C’est quoi ce mot là, qu’aucun de mes dictionnaires ne contient ? Il y serait coincé entre immémorial et immense, entre le passé et le vaste avenir, mais rien à faire, j’ai beau le chercher, il n’y est pas. Il est ailleurs.
Il fallait un allumé de la langue
française comme Albert Bensoussan pour l’inventer, et le rendre aussi palpable
et riche de sens. Mais intraduisible, ce qui est le comble venant d’un
traducteur aussi talentueux.*
Qu’à cela ne tienne, on va faire
comme si on savait de quoi il est question, d’autant que quelques pages de
l’ouvrage qui porte ce titre ont vite fait de nous éclairer sur le propos de
son auteur.
Tout dans ce livre tourne autour
de la mémoire. Celle des hommes, qui remonte aux temps bibliques où Abel meurt
de la main de son frère Caïn – et l’écho de ce meurtre se fait entendre dans
l’Algérie en guerre qui voit s’entretuer des frères sémites, au mépris de toute
logique. La mémoire de ce pays perdu hante Albert Bensoussan, mais aucune haine
ne suinte de ses souvenirs, rien que le plaisir jouissif d’une enfance passée à
Alger, et la nostalgie d’un temps à jamais révolu. Comme l’est, de toute façon,
celui des jeunes années, celui passé à désirer telle ou telle, à étudier ou
même à obéir aux injonctions de la mère patrie, cette France tant aimée. En effet,
autant que la femme adorée, mère (au nom revendiqué de France, en lieu et place
de Aïcha) ou amante (au nom créé de Marlé), c’est la France qui colle à la
mémoire d’Albert. La France et ses auteurs, la France et sa langue.
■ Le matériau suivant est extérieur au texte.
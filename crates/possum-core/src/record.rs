//! Schema-ordered feature records for the trained classifier.
//!
//! A [`FeatureRecord`] is derived deterministically from one
//! [`RawObservation`]: the sex string is encoded to {0, 1}, the site and the
//! nine continuous measurements are copied unchanged, and the two placeholder
//! columns (`case`, `Pop`) are injected as zero. The record converts to a
//! single-row Arrow batch over [`inference_schema`] for dispatch.

use std::sync::Arc;

use arrow::array::{ArrayRef, Float32Array};
use arrow::record_batch::RecordBatch;
use serde::{Deserialize, Serialize};

use crate::error::EncodeError;
use crate::observation::RawObservation;
use crate::schema::{FEATURE_COLUMNS, inference_schema};

/// Sex encoding in the trained schema: male = 1, female = 0.
const SEX_MALE: f32 = 1.0;
const SEX_FEMALE: f32 = 0.0;

/// One row in the classifier's training-time schema.
///
/// Field order here mirrors [`FEATURE_COLUMNS`]; `case` and `pop` are the
/// placeholder columns and are always zero. Never mutated after assembly.
#[derive(Debug, Clone, PartialEq, Serialize, Deserialize)]
pub struct FeatureRecord {
    pub case: f32,
    pub site: f32,
    #[serde(rename = "Pop")]
    pub pop: f32,
    pub sex: f32,
    pub hdlngth: f32,
    pub skullw: f32,
    pub totlngth: f32,
    pub taill: f32,
    pub footlgth: f32,
    pub earconch: f32,
    pub eye: f32,
    pub chest: f32,
    pub belly: f32,
}

impl FeatureRecord {
    /// Assemble a schema-ordered record from raw measurements.
    ///
    /// Pure function of its input. Fails with [`EncodeError::UnknownSex`] if
    /// the sex string is outside the recognised two-value set; the binary
    /// encoding has no meaningful value for anything else.
    pub fn assemble(obs: &RawObservation) -> Result<Self, EncodeError> {
        let sex = match obs.sex.as_str() {
            "male" => SEX_MALE,
            "female" => SEX_FEMALE,
            other => return Err(EncodeError::UnknownSex(other.to_string())),
        };

        Ok(Self {
            case: 0.0,
            site: obs.site as f32,
            pop: 0.0,
            sex,
            hdlngth: obs.hdlngth,
            skullw: obs.skullw,
            totlngth: obs.totlngth,
            taill: obs.taill,
            footlgth: obs.footlgth,
            earconch: obs.earconch,
            eye: obs.eye,
            chest: obs.chest,
            belly: obs.belly,
        })
    }

    /// Values in training-column order, one per [`FEATURE_COLUMNS`] entry.
    pub fn to_row(&self) -> [f32; FEATURE_COLUMNS.len()] {
        [
            self.case,
            self.site,
            self.pop,
            self.sex,
            self.hdlngth,
            self.skullw,
            self.totlngth,
            self.taill,
            self.footlgth,
            self.earconch,
            self.eye,
            self.chest,
            self.belly,
        ]
    }

    /// Build a single-row Arrow batch over [`inference_schema`].
    pub fn to_record_batch(&self) -> Result<RecordBatch, arrow::error::ArrowError> {
        let columns: Vec<ArrayRef> = self
            .to_row()
            .iter()
            .map(|&v| Arc::new(Float32Array::from(vec![v])) as ArrayRef)
            .collect();

        RecordBatch::try_new(Arc::new(inference_schema()), columns)
    }
}

#[cfg(test)]
mod tests {
    use super::*;
    use arrow::array::Array;

    fn female_observation() -> RawObservation {
        RawObservation {
            sex: "female".to_string(),
            ..RawObservation::default()
        }
    }

    #[test]
    fn assemble_injects_placeholder_columns() {
        let record = FeatureRecord::assemble(&RawObservation::default()).unwrap();
        assert_eq!(record.case, 0.0);
        assert_eq!(record.pop, 0.0);
    }

    #[test]
    fn assemble_encodes_male_as_one() {
        let record = FeatureRecord::assemble(&RawObservation::default()).unwrap();
        assert_eq!(record.sex, 1.0);
    }

    #[test]
    fn assemble_encodes_female_as_zero() {
        let record = FeatureRecord::assemble(&female_observation()).unwrap();
        assert_eq!(record.sex, 0.0);
    }

    #[test]
    fn assemble_rejects_unknown_sex() {
        let obs = RawObservation {
            sex: "unknown".to_string(),
            ..RawObservation::default()
        };
        let err = FeatureRecord::assemble(&obs).unwrap_err();
        assert!(err.to_string().contains("unknown"));
    }

    #[test]
    fn assemble_is_deterministic() {
        let obs = female_observation();
        let a = FeatureRecord::assemble(&obs).unwrap();
        let b = FeatureRecord::assemble(&obs).unwrap();
        assert_eq!(a, b);
    }

    #[test]
    fn site_boundaries_pass_through_unchanged() {
        for site in [0, 7] {
            let obs = RawObservation {
                site,
                ..RawObservation::default()
            };
            let record = FeatureRecord::assemble(&obs).unwrap();
            assert_eq!(record.site, site as f32);
        }
    }

    #[test]
    fn row_matches_training_column_order() {
        let obs = RawObservation {
            site: 1,
            sex: "female".to_string(),
            hdlngth: 95.0,
            skullw: 55.0,
            totlngth: 900.0,
            taill: 360.0,
            footlgth: 80.0,
            earconch: 45.0,
            eye: 15.0,
            chest: 180.0,
            belly: 140.0,
        };
        let row = FeatureRecord::assemble(&obs).unwrap().to_row();

        // case, site, Pop, sex, then the nine measurements.
        let expected = [
            0.0, 1.0, 0.0, 0.0, 95.0, 55.0, 900.0, 360.0, 80.0, 45.0, 15.0, 180.0, 140.0,
        ];
        assert_eq!(row, expected);
        assert_eq!(row.len(), FEATURE_COLUMNS.len());
    }

    #[test]
    fn record_batch_is_single_row_in_schema_order() {
        let record = FeatureRecord::assemble(&female_observation()).unwrap();
        let batch = record.to_record_batch().unwrap();

        assert_eq!(batch.num_rows(), 1);
        assert_eq!(batch.num_columns(), 13);
        assert_eq!(batch.schema().as_ref(), &inference_schema());

        let row = record.to_row();
        for (i, expected) in row.iter().enumerate() {
            let col = batch
                .column(i)
                .as_any()
                .downcast_ref::<Float32Array>()
                .unwrap();
            assert!(!col.is_null(0));
            assert_eq!(col.value(0), *expected, "column {i} mismatch");
        }
    }
}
On pense, en le lisant, à Romain
Gary, si épris de cette terre d’accueil, et de ses écrivains, mais aussi à tous
les réfugiés qui en ont célébré les valeurs, avec, parfois, la foi du
charbonnier.
Pour Albert Bensoussan, la langue
française se mêle donc aux langues aimées – l’arabe environnant, le castillan,
le catalan de son épouse, l’hébreu de son père -, en une guirlande sonore qui l’attache
aux êtres qui les parlent, tout autant qu’aux lieux qu’ils ont hantés. Alger,
Rennes, l’Algérie, la Bretagne, l’Espagne, la Catalogne ne sont que des noms
transportés par un exilé qui les fait siens en les fondant au creuset du
français. Tant est si bien que les endroits cités, eux-mêmes, semblent ne pas
avoir d’existence propre, hors la parole de celui qui les nomme. Plus biblique,
il n’y a pas !
Quiconque a navigué entre
plusieurs langues sera sensible à ce chant d’amour. L’Immémorieuse, ici, est celle qui oublie à petit feu, mourant de
page en page, mais qui, ce faisant, oblige celui qui l’accompagne à se
remémorer le meilleur du passé, à le savourer, et à mettre des mots dessus, par
instinct de survie, parce que, comme il est dit : « L’écriture nous
sauve ».
Albert Bensoussan nous avait déjà
émus aux larmes avec Faille, paru l’an
dernier. Ce dernier livre nous entraîne de la vie à la mort, de la vie à
l’amour, du verbe à la vie. Nous sommes, en le refermant, au-delà de l’émotion.
Jorge Semprun a écrit « l’écriture ou la vie ». Pour moi, comme
pour Albert Bensoussan, je crois, l’écriture est la vie. Mémorieuse, je ne souhaite oublier rien.
Albert Bensoussan. L’Immémorieuse.
Éditions Apogée.
ISBN 978-2-84308-400-6
13€
*Albert Bensoussan est, avec
Anne-Marie Casès, le traducteur en français de Mario Vargas Llosa.